2. Multiple welding modes to choose from: point, horizontal bar, hollow circle, concentric circle, triangle, double triangle; The width of the weld seam can reach 5 millimeters.
3. Easy to operate, no training required, beautiful welds, fast speed, no welding marks, no discoloration, no need for later polishing.
4. The system constantly monitors the operating status, monitors and collects the operating status of the laser, chiller, and control board.
5. Perfectly replace traditional argon arc welding and electric welding in welding metal materials such as thin stainless steel plates, iron plates, aluminum plates, galvanized plates, etc.
6. The welding gun is lightweight, small in size, and ergonomically designed for comfortable grip.   
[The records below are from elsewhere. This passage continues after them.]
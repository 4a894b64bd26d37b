// Copyright (c) 2024-2025 DeepGraph Inc.
// SPDX-License-Identifier: Apache-2.0
//
//! Materializing sort

use super::{BoxedOperator, Operator, PlanPrinter, Scheduler};
use crate::runtime::{same_register, DictionaryHandle, RegisterRef};
use crate::storage::{Dictionary, Literal, NULL_ID};
use std::cmp::Ordering;
use std::collections::HashMap;

/// One sort criterion; `slot == None` sorts by multiplicity
#[derive(Debug, Clone, Copy, PartialEq, Eq)]
struct SortKey {
    slot: Option<usize>,
    descending: bool,
}

/// Drains its input and replays it ordered by literal value
///
/// Values are compared by type, then sub-type, then text bytes, with NULL
/// before everything else.
pub struct Sort {
    input: BoxedOperator,
    values: Vec<RegisterRef>,
    order: Vec<SortKey>,
    dictionary: DictionaryHandle,
    tuples: Vec<(Vec<u32>, u32)>,
    pos: usize,
    expected: f64,
    observed: u64,
}

impl Sort {
    /// `order` lists (register, descending); a `None` register orders by
    /// count. Registers outside `values` are ignored.
    pub fn new(
        input: BoxedOperator,
        values: Vec<RegisterRef>,
        order: &[(Option<RegisterRef>, bool)],
        dictionary: DictionaryHandle,
        expected: f64,
    ) -> Self {
        let order = order
            .iter()
            .filter_map(|(reg, descending)| match reg {
                None => Some(SortKey {
                    slot: None,
                    descending: *descending,
                }),
                Some(reg) => values
                    .iter()
                    .position(|v| same_register(v, reg))
                    .map(|slot| SortKey {
                        slot: Some(slot),
                        descending: *descending,
                    }),
            })
            .collect();
        Self {
            input,
            values,
            order,
            dictionary,
            tuples: Vec::new(),
            pos: 0,
            expected,
            observed: 0,
        }
    }

    fn compare_ids(
        literals: &HashMap<u32, Option<Literal>>,
        v1: u32,
        v2: u32,
    ) -> Ordering {
        if v1 == v2 {
            return Ordering::Equal;
        }
        if v1 == NULL_ID {
            return Ordering::Less;
        }
        if v2 == NULL_ID {
            return Ordering::Greater;
        }
        let (Some(Some(a)), Some(Some(b))) = (literals.get(&v1), literals.get(&v2)) else {
            // unknown ids do not decide
            return Ordering::Equal;
        };
        a.literal_type
            .cmp(&b.literal_type)
            .then_with(|| {
                if a.literal_type.has_sub_type() {
                    a.sub_type.cmp(&b.sub_type)
                } else {
                    Ordering::Equal
                }
            })
            .then_with(|| a.text.as_bytes().cmp(b.text.as_bytes()))
            .then_with(|| v1.cmp(&v2))
    }

    fn compare(
        order: &[SortKey],
        literals: &HashMap<u32, Option<Literal>>,
        a: &(Vec<u32>, u32),
        b: &(Vec<u32>, u32),
    ) -> Ordering {
        for key in order {
            let ord = match key.slot {
                Some(slot) => {
                    let (v1, v2) = if key.descending {
                        (b.0[slot], a.0[slot])
                    } else {
                        (a.0[slot], b.0[slot])
                    };
                    Self::compare_ids(literals, v1, v2)
                }
                None if key.descending => b.1.cmp(&a.1),
                None => a.1.cmp(&b.1),
            };
            if ord != Ordering::Equal {
                return ord;
            }
        }
        Ordering::Equal
    }
}

impl Operator for Sort {
    fn first(&mut self) -> u32 {
        self.observed = 0;

        self.tuples.clear();
        let mut count = self.input.first();
        while count != 0 {
            self.tuples
                .push((self.values.iter().map(|r| r.get()).collect(), count));
            count = self.input.next();
        }

        // resolve every sort value once
        let mut literals: HashMap<u32, Option<Literal>> = HashMap::new();
        for key in &self.order {
            if let Some(slot) = key.slot {
                for (values, _) in &self.tuples {
                    let id = values[slot];
                    if id != NULL_ID {
                        literals
                            .entry(id)
                            .or_insert_with(|| self.dictionary.lookup_by_id(id));
                    }
                }
            }
        }

        let order = &self.order;
        self.tuples
            .sort_by(|a, b| Self::compare(order, &literals, a, b));

        self.pos = 0;
        self.next()
    }

    fn next(&mut self) -> u32 {
        let Some((values, count)) = self.tuples.get(self.pos) else {
            return 0;
        };
        for (reg, value) in self.values.iter().zip(values) {
            reg.set(*value);
        }
        let count = *count;
        self.pos += 1;
        self.observed += count as u64;
        count
    }

    fn print(&self, out: &mut dyn PlanPrinter) {
        out.begin_operator("Sort", self.expected, self.observed);
        let keys: Vec<String> = self
            .order
            .iter()
            .map(|key| {
                let name = match key.slot {
                    Some(slot) => out.format_register(&self.values[slot]),
                    None => "count".to_string(),
                };
                if key.descending {
                    format!("{} desc", name)
                } else {
                    name
                }
            })
            .collect();
        out.add_generic_annotation(&format!("[{}]", keys.join(" ")));
        out.add_materialization_annotation(&self.values);
        self.input.print(out);
        out.end_operator();
    }

    // output order differs from the input's
    fn add_merge_hint(&mut self, _reg1: &RegisterRef, _reg2: &RegisterRef) {}

    fn async_input_candidates(&mut self, scheduler: &mut Scheduler) {
        self.input.async_input_candidates(scheduler);
    }

    fn expected_cardinality(&self) -> f64 {
        self.expected
    }

    fn observed_cardinality(&self) -> u64 {
        self.observed
    }
}

#[cfg(test)]
mod tests {
    use super::*;
    use crate::operator::testing::{drain, reg, ValuesScan};
    use crate::storage::{Database, MemoryDatabase};
    use std::sync::Arc;

    fn fixture() -> (Arc<MemoryDatabase>, DictionaryHandle) {
        let db = Arc::new(MemoryDatabase::new());
        let handle = DictionaryHandle::new(db.clone() as Arc<dyn Database>, None);
        (db, handle)
    }

    #[test]
    fn test_sorts_by_literal_text_not_id() {
        let (db, dictionary) = fixture();
        let pear = db.literal("pear");
        let apple = db.literal("apple");
        let fig = db.literal("fig");
        let x = reg(0);
        let input = ValuesScan::ones(&[x.clone()], &[&[pear], &[apple], &[NULL_ID], &[fig]]);
        let mut sort = Sort::new(
            Box::new(input),
            vec![x.clone()],
            &[(Some(x.clone()), false)],
            dictionary.clone(),
            4.0,
        );
        let order: Vec<u32> = drain(&mut sort, &[x.clone()]).into_iter().map(|r| r.0[0]).collect();
        assert_eq!(order, vec![NULL_ID, apple, fig, pear]);

        let input = ValuesScan::ones(&[x.clone()], &[&[pear], &[apple], &[fig]]);
        let mut sort = Sort::new(
            Box::new(input),
            vec![x.clone()],
            &[(Some(x.clone()), true)],
            dictionary,
            3.0,
        );
        let order: Vec<u32> = drain(&mut sort, &[x]).into_iter().map(|r| r.0[0]).collect();
        assert_eq!(order, vec![pear, fig, apple]);
    }

    #[test]
    fn test_iris_sort_before_literals() {
        let (db, dictionary) = fixture();
        let text = db.literal("a");
        let iri = db.uri("http://z.example/");
        let x = reg(0);
        let mut sort = Sort::new(
            Box::new(ValuesScan::ones(&[x.clone()], &[&[text], &[iri]])),
            vec![x.clone()],
            &[(Some(x.clone()), false)],
            dictionary,
            2.0,
        );
        let order: Vec<u32> = drain(&mut sort, &[x]).into_iter().map(|r| r.0[0]).collect();
        assert_eq!(order, vec![iri, text]);
    }

    #[test]
    fn test_sort_by_count_then_value() {
        let (db, dictionary) = fixture();
        let (a, b, c) = (db.literal("a"), db.literal("b"), db.literal("c"));
        let x = reg(0);
        let input = ValuesScan::new(
            &[x.clone()],
            vec![(vec![c], 1), (vec![a], 5), (vec![b], 1)],
        );
        let mut sort = Sort::new(
            Box::new(input),
            vec![x.clone()],
            &[(None, true), (Some(x.clone()), false)],
            dictionary,
            3.0,
        );
        assert_eq!(
            drain(&mut sort, &[x]),
            vec![(vec![a], 5), (vec![b], 1), (vec![c], 1)]
        );
        assert_eq!(sort.observed_cardinality(), 7);
    }
}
7. The fully sealed structure has built-in water and air channels, with strong anti-interference ability.

Laser welding wire feeder
main features 
1.This wire feeder is an automatic driven mechanized wire feeder device with a lightweight design and simple operation.
2.The control system adopts computer control, high-precision fully enclosed low-speed motor, and dual drive wire feeding structure to make wire feeding more powerful without jamming, with high wire feeding accuracy and good repeatability.
3.Mainly used for automatic wire feeding in laser handheld welding.
4.Can send 0.8mm, 1.0mm, 1.2mm, and 1.6mm welding wires.
5.Wire feeding speed: 0-60mm/min
6.Wire feeding length: 5 meters
7.Suitable for carbon steel welding wire, stainless steel welding wire, aluminum welding wire

Safety and operation norms
Laser protection
The equipment should be equipped with a closed protective cabin, and the operators need to wear laser protective glasses of the corresponding wavelength (such as infrared protective glasses for fiber lasers).
Electrical safety
Ensure good grounding, avoid exposing high-voltage components, and regularly inspect the circuit system.
Ventilation and heat dissipation
High-power equipment should be equipped with a cooling system (such as a chiller), and the working environment should be kept well-ventilated to prevent the laser from overheating.